-- Assignment --
Beginning at the first line of the data, print each line exactly, stopping after the line that contains "a save-to-file call.".

Collected data
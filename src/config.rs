use std::fs;
use std::path::{Path, PathBuf};

use anyhow::{bail, Context, Result};
use serde::Deserialize;

/// Config file picked up from the working directory when no `--config` is
/// given.
pub const DEFAULT_CONFIG_FILE: &str = "plotis.toml";

/// Knobs for recognising capture blocks and shaping the synthesized script.
///
/// Every field has a default, so a config file only needs the keys it
/// changes:
///
/// ```toml
/// constructor = "Capture"
/// figure_name = "plot.svg"
/// ```
#[derive(Debug, Clone, PartialEq, Eq, Deserialize)]
#[serde(default, deny_unknown_fields)]
pub struct CaptureConfig {
    /// Name of the constructor in `with <constructor>(...):`.
    pub constructor: String,
    /// File name of the synthesized script.
    pub script_name: String,
    /// File name the appended save statement writes the figure to.
    pub figure_name: String,
    /// Substring that marks a save-to-file call.
    pub save_marker: String,
    /// Substring that marks a display call.
    pub display_marker: String,
    /// Import lines at the top of the script, followed by one blank line.
    pub preamble: Vec<String>,
}

impl Default for CaptureConfig {
    fn default() -> Self {
        Self {
            constructor: "PlotIs".to_string(),
            script_name: "run.py".to_string(),
            figure_name: "figure.png".to_string(),
            save_marker: "savefig(".to_string(),
            display_marker: ".show()".to_string(),
            preamble: vec![
                "import pandas as pd".to_string(),
                "import matplotlib.pyplot as plt".to_string(),
            ],
        }
    }
}

impl CaptureConfig {
    /// Parse and validate a TOML config document.
    pub fn from_toml(text: &str) -> Result<Self> {
        let config: CaptureConfig = toml::from_str(text).context("parsing config TOML")?;
        config.validate()?;
        Ok(config)
    }

    /// Load a config file.
    pub fn load(path: &Path) -> Result<Self> {
        let text = fs::read_to_string(path)
            .with_context(|| format!("reading config {}", path.display()))?;
        Self::from_toml(&text).with_context(|| format!("in config {}", path.display()))
    }

    /// Resolve the effective config: an explicit path must exist; otherwise
    /// `plotis.toml` in `dir` is used when present, else the defaults.
    pub fn resolve(explicit: Option<&Path>, dir: &Path) -> Result<Self> {
        if let Some(path) = explicit {
            return Self::load(path);
        }
        let implicit: PathBuf = dir.join(DEFAULT_CONFIG_FILE);
        if implicit.is_file() {
            log::debug!("using config {}", implicit.display());
            return Self::load(&implicit);
        }
        Ok(Self::default())
    }

    fn validate(&self) -> Result<()> {
        if !is_identifier(&self.constructor) {
            bail!("constructor '{}' is not an identifier", self.constructor);
        }
        for (key, value) in [
            ("script_name", &self.script_name),
            ("figure_name", &self.figure_name),
            ("save_marker", &self.save_marker),
            ("display_marker", &self.display_marker),
        ] {
            if value.trim().is_empty() {
                bail!("{key} must not be empty");
            }
        }
        if self.script_name.contains(['/', '\\']) || self.figure_name.contains(['/', '\\']) {
            bail!("script_name and figure_name must be plain file names");
        }
        Ok(())
    }
}

/// Python's hard keywords; none of them can name a variable.
const PYTHON_KEYWORDS: &[&str] = &[
    "False", "None", "True", "and", "as", "assert", "async", "await", "break", "class",
    "continue", "def", "del", "elif", "else", "except", "finally", "for", "from", "global", "if",
    "import", "in", "is", "lambda", "nonlocal", "not", "or", "pass", "raise", "return", "try",
    "while", "with", "yield",
];

/// Whether `s` is a Python identifier (ASCII subset) that is not a keyword.
pub fn is_identifier(s: &str) -> bool {
    let mut chars = s.chars();
    match chars.next() {
        Some(c) if c == '_' || c.is_ascii_alphabetic() => {}
        _ => return false,
    }
    chars.all(|c| c == '_' || c.is_ascii_alphanumeric()) && !PYTHON_KEYWORDS.contains(&s)
}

-- Worked solution --
filename src/config.rs
use std::fs;
use std::path::{Path, PathBuf};

use anyhow::{bail, Context, Result};
use serde::Deserialize;

/// Config file picked up from the working directory when no `--config` is
/// given.
pub const DEFAULT_CONFIG_FILE: &str = "plotis.toml";

/// Knobs for recognising capture blocks and shaping the synthesized script.
///
/// Every field has a default, so a config file only needs the keys it
/// changes:
///
/// ```toml
/// constructor = "Capture"
/// figure_name = "plot.svg"
/// ```
#[derive(Debug, Clone, PartialEq, Eq, Deserialize)]
#[serde(default, deny_unknown_fields)]
pub struct CaptureConfig {
    /// Name of the constructor in `with <constructor>(...):`.
    pub constructor: String,
    /// File name of the synthesized script.
    pub script_name: String,
    /// File name the appended save statement writes the figure to.
    pub figure_name: String,
    /// Substring that marks a save-to-file call.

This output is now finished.